- Data for this exercise -
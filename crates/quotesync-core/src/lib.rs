// Core quote handling: the collection, its storage, import/export and server sync
pub mod book;
pub mod categories;
pub mod collection;
pub mod config;
pub mod error;
pub mod models;
pub mod notify;
pub mod remote;
pub mod storage;
pub mod sync;
pub mod transfer;

pub use book::{lock_book, QuoteBook, SharedBook};
pub use categories::CategoryIndex;
pub use collection::QuoteCollection;
pub use config::{Config, ResolutionPolicy};
pub use error::Error;
pub use models::{seed_quotes, CategoryFilter, Quote};
pub use notify::{ChannelNotifier, Notification, NotificationKind, Notifier, TracingNotifier};
pub use remote::{RemoteSource, ServerSource, DEFAULT_FETCH_LIMIT, SERVER_SYNC_CATEGORY};
pub use storage::{DurableStore, EphemeralCache};
pub use sync::{
    AlwaysAccept, AlwaysDecline, ConflictResolver, Divergence, Resolution, SyncEngine,
    SyncHandle, SyncOutcome, SyncState,
};
pub use transfer::{ImportBatch, ImportExport, ImportStrictness};

/// Result type alias because typing Result<T, Error> everywhere is tedious
pub type Result<T> = std::result::Result<T, Error>;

- Try it -
Write the records again exactly as they stand.

- Answer to the problem -
filename crates/quotesync-core/src/lib.rs
// Core quote handling: the collection, its storage, import/export and server sync
pub mod book;
pub mod categories;
pub mod collection;
pub mod config;
pub mod error;
pub mod models;
pub mod notify;
pub mod remote;
pub mod storage;
pub mod sync;
pub mod transfer;

pub use book::{lock_book, QuoteBook, SharedBook};
pub use categories::CategoryIndex;
pub use collection::QuoteCollection;
pub use config::{Config, ResolutionPolicy};
pub use error::Error;
pub use models::{seed_quotes, CategoryFilter, Quote};
pub use notify::{ChannelNotifier, Notification, NotificationKind, Notifier, TracingNotifier};
pub use remote::{RemoteSource, ServerSource, DEFAULT_FETCH_LIMIT, SERVER_SYNC_CATEGORY};
pub use storage::{DurableStore, EphemeralCache};
pub use sync::{
    AlwaysAccept, AlwaysDecline, ConflictResolver, Divergence, Resolution, SyncEngine,
    SyncHandle, SyncOutcome, SyncState,
};
pub use transfer::{ImportBatch, ImportExport, ImportStrictness};

/// Result type alias because typing Result<T, Error> everywhere is tedious
pub type Result<T> = std::result::Result<T, Error>;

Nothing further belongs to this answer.